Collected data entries

╔══

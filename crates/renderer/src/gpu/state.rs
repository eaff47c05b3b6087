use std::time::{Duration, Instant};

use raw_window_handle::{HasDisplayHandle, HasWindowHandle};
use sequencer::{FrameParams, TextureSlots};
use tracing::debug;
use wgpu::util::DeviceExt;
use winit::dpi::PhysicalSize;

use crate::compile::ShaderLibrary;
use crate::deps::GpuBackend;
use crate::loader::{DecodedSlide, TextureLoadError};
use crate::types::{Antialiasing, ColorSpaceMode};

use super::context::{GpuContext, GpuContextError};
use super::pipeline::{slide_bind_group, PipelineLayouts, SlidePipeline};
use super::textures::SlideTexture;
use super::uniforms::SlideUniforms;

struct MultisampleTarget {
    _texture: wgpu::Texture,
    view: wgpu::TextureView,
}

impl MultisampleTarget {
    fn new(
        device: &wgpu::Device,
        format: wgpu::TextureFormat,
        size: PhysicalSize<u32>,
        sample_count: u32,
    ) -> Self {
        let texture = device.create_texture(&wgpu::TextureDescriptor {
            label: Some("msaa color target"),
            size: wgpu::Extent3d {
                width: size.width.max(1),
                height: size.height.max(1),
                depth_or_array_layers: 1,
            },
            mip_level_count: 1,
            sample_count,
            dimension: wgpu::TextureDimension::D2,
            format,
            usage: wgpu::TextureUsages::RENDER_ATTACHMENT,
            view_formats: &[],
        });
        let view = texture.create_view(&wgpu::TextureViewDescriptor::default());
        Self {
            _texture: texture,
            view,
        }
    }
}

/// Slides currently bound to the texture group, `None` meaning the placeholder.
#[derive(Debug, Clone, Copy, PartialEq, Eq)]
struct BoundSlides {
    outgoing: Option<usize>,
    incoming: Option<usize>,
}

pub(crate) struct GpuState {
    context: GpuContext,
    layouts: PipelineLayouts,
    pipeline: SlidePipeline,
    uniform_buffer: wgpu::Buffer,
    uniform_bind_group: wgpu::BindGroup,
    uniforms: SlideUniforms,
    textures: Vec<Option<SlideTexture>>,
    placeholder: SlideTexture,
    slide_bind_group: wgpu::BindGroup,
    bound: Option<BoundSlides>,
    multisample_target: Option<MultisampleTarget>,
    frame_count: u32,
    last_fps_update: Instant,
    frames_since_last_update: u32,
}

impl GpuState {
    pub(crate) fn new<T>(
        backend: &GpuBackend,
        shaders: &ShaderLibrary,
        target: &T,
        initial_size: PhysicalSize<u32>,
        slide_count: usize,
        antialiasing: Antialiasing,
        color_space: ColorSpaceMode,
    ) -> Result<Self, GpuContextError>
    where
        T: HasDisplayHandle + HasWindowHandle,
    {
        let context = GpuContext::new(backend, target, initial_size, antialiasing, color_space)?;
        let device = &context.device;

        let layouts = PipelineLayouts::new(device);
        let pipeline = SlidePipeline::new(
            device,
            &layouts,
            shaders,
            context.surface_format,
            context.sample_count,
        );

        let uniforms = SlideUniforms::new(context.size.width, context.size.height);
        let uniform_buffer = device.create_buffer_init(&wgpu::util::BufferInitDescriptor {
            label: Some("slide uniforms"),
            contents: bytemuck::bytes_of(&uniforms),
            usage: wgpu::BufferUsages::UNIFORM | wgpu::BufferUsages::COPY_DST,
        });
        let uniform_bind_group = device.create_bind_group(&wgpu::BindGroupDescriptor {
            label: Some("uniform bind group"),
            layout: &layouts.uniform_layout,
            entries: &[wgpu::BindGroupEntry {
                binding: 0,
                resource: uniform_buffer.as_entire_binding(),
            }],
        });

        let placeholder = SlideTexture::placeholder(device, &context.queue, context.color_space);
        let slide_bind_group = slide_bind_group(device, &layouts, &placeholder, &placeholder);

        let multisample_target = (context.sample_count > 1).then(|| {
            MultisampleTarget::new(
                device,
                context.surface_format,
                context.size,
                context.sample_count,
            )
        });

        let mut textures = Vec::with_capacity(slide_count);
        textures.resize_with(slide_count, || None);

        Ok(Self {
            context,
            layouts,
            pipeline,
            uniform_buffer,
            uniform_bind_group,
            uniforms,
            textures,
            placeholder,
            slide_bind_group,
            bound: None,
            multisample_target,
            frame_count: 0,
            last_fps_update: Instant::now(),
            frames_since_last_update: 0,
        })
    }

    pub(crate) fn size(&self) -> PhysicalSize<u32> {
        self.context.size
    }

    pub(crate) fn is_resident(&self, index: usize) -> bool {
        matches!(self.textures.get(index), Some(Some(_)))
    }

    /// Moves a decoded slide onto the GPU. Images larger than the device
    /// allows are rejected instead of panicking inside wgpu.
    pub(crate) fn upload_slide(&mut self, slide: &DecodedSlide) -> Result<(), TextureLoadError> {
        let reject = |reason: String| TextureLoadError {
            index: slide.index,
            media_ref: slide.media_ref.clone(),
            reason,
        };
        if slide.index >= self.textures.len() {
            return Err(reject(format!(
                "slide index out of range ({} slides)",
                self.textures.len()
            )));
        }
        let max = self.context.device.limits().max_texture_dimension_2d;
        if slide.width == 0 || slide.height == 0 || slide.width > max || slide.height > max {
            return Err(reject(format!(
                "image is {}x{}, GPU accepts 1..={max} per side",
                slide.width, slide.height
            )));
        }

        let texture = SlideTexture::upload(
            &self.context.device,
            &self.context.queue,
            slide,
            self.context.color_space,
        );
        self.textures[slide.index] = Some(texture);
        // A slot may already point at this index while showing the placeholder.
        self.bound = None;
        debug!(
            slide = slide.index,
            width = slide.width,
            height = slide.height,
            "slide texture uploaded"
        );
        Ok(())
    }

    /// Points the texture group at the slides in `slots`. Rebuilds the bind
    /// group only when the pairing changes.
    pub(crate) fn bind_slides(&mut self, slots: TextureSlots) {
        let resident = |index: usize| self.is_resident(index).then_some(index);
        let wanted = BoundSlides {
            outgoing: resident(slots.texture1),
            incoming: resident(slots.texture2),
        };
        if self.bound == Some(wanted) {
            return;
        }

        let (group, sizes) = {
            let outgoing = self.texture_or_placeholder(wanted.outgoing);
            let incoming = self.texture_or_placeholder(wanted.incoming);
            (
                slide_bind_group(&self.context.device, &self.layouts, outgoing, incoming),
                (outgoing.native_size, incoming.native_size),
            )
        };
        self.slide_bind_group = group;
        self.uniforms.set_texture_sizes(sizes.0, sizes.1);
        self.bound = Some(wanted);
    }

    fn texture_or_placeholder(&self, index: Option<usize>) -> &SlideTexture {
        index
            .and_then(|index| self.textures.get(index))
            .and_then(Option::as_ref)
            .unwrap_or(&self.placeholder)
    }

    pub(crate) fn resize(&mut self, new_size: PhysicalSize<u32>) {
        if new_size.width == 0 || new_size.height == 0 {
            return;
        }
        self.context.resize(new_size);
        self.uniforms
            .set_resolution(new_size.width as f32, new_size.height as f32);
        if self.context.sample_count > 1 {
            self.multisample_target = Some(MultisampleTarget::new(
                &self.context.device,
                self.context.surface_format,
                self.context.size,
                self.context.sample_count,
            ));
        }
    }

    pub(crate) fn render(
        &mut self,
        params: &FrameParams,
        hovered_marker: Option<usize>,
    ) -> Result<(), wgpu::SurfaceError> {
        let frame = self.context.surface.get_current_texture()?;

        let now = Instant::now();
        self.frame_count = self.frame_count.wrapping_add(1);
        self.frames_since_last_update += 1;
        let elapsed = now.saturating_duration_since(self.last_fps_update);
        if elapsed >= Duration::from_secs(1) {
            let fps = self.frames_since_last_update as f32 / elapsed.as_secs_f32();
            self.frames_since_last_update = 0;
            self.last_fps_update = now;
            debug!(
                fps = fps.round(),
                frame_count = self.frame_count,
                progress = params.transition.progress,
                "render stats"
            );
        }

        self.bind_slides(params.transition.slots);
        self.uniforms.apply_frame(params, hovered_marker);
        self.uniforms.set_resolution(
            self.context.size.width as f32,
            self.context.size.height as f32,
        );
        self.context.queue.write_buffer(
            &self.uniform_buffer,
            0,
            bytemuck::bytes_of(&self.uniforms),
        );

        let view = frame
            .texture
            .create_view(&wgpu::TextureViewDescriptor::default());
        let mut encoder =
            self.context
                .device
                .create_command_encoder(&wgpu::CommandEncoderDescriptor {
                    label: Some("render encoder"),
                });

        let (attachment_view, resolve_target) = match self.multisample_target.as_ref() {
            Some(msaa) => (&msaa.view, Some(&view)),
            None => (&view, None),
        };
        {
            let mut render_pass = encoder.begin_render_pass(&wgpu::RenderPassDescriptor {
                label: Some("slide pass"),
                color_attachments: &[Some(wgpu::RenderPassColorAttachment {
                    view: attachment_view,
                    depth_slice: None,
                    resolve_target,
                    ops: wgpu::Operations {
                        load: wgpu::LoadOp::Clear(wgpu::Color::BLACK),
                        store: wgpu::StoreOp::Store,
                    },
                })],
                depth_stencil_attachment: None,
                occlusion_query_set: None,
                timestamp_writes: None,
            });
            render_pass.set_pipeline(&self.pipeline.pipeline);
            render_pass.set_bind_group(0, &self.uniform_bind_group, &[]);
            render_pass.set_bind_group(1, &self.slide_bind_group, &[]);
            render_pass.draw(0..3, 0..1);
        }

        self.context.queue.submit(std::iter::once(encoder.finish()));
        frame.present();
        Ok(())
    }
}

╚══
╔══

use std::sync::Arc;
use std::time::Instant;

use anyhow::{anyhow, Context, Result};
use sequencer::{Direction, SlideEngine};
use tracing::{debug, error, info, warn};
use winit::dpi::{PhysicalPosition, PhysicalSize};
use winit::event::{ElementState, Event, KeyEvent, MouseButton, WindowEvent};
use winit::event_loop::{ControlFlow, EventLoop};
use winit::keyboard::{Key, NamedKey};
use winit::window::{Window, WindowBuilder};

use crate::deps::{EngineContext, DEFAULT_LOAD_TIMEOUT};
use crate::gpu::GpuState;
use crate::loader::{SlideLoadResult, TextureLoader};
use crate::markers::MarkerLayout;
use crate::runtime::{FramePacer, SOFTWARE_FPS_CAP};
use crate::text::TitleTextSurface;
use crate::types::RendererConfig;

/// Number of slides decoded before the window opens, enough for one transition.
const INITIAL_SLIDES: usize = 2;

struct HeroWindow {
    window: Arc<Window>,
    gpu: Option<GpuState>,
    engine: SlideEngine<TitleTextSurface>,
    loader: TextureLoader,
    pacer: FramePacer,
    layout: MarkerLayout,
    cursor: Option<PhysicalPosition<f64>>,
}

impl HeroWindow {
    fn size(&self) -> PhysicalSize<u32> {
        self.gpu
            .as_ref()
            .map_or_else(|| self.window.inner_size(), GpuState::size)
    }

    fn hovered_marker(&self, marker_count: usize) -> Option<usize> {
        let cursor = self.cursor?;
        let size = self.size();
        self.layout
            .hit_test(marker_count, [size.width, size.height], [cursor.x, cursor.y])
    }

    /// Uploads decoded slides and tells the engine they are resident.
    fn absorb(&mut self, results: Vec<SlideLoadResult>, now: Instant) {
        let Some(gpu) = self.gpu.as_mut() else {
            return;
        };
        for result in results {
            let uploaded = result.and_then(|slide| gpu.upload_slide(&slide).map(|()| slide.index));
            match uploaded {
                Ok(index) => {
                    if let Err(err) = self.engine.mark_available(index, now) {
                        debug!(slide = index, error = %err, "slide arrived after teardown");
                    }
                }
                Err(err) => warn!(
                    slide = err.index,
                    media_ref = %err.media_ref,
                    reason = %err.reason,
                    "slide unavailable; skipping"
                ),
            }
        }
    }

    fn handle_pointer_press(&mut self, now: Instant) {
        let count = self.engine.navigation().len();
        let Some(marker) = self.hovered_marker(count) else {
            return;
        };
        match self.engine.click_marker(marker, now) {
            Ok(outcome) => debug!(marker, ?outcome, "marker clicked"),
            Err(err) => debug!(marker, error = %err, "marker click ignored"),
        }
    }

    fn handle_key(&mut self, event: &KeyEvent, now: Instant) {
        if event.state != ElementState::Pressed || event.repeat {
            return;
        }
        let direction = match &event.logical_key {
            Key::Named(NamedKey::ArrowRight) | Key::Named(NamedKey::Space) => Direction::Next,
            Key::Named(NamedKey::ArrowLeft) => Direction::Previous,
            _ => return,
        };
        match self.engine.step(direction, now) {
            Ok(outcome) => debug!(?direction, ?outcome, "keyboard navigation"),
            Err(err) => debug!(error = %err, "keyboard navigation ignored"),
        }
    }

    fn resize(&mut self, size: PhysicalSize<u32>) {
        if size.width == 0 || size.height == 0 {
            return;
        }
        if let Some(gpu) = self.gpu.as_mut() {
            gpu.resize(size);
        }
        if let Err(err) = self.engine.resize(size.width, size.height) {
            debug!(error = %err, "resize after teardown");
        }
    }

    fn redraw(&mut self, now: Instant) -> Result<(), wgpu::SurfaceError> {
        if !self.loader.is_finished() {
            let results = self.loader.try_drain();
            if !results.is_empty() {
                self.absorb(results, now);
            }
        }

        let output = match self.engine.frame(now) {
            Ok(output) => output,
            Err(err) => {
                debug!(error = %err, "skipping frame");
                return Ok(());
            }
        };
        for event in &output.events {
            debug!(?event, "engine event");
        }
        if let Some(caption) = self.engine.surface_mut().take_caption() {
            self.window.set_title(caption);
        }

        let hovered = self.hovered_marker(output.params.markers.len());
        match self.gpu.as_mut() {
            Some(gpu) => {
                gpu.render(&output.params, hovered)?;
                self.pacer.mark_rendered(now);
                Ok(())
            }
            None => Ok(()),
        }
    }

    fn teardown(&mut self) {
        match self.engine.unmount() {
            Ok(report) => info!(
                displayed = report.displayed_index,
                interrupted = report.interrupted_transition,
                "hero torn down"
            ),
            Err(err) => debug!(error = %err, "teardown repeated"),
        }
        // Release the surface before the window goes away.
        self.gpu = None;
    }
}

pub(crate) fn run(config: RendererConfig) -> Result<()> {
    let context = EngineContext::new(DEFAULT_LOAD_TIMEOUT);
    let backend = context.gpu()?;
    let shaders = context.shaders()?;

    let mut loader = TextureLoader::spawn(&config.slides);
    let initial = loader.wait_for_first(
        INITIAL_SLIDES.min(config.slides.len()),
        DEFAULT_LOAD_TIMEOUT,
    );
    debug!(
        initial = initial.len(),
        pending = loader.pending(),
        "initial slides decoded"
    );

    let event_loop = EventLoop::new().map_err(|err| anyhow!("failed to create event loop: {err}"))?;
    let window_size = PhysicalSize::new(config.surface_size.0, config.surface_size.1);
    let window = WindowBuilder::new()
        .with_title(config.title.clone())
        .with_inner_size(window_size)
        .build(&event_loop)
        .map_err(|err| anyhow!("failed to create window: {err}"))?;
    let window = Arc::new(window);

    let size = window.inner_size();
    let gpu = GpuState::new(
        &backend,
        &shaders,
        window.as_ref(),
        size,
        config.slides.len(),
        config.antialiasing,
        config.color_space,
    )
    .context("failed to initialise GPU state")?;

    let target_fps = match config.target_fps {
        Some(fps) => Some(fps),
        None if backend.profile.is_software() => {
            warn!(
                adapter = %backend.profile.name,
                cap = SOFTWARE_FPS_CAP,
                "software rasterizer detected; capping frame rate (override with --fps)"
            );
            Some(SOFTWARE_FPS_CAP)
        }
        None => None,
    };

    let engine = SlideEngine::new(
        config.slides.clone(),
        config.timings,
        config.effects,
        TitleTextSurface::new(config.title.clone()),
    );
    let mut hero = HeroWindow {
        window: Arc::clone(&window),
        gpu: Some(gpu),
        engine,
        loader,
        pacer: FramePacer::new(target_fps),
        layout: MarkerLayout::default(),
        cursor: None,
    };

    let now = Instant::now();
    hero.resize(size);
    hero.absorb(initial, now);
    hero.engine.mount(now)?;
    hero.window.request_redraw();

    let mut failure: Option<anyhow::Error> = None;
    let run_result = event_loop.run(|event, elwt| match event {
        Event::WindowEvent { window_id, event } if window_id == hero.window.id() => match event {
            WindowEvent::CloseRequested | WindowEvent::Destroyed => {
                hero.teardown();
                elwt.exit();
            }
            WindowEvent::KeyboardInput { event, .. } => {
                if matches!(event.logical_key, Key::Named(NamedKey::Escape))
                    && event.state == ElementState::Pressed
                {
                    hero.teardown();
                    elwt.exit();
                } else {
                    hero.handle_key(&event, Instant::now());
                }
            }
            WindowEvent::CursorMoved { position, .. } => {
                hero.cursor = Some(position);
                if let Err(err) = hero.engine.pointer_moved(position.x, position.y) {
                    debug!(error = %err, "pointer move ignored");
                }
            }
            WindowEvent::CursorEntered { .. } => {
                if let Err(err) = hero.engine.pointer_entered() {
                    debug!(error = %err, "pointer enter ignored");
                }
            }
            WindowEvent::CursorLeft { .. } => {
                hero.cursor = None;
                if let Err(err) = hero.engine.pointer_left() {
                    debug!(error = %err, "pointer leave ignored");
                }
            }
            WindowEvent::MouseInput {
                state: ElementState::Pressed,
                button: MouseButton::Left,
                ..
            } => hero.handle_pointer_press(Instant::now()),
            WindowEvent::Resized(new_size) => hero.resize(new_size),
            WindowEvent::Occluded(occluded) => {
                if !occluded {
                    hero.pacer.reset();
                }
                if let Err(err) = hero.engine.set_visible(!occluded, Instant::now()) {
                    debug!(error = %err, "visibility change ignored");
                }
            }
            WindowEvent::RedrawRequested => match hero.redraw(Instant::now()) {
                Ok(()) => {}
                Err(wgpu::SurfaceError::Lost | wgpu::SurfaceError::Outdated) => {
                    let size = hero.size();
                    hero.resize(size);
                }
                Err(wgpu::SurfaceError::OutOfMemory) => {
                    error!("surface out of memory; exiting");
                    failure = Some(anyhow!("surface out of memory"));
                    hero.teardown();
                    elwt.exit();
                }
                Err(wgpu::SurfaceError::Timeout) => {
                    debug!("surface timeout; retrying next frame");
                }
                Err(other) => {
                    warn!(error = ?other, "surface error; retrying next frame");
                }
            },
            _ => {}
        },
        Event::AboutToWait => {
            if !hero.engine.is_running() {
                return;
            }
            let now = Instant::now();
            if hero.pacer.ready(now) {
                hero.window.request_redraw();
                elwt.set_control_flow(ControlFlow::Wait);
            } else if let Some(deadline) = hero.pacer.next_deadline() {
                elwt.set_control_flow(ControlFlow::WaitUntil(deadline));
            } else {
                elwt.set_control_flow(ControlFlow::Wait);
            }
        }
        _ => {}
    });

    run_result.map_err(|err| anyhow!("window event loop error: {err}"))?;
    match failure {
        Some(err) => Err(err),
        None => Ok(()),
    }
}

╚══

(What is needed):
Across the records above, tally the lines that contain "DecodedSlide" and give the result as a number alone.

(Response):
2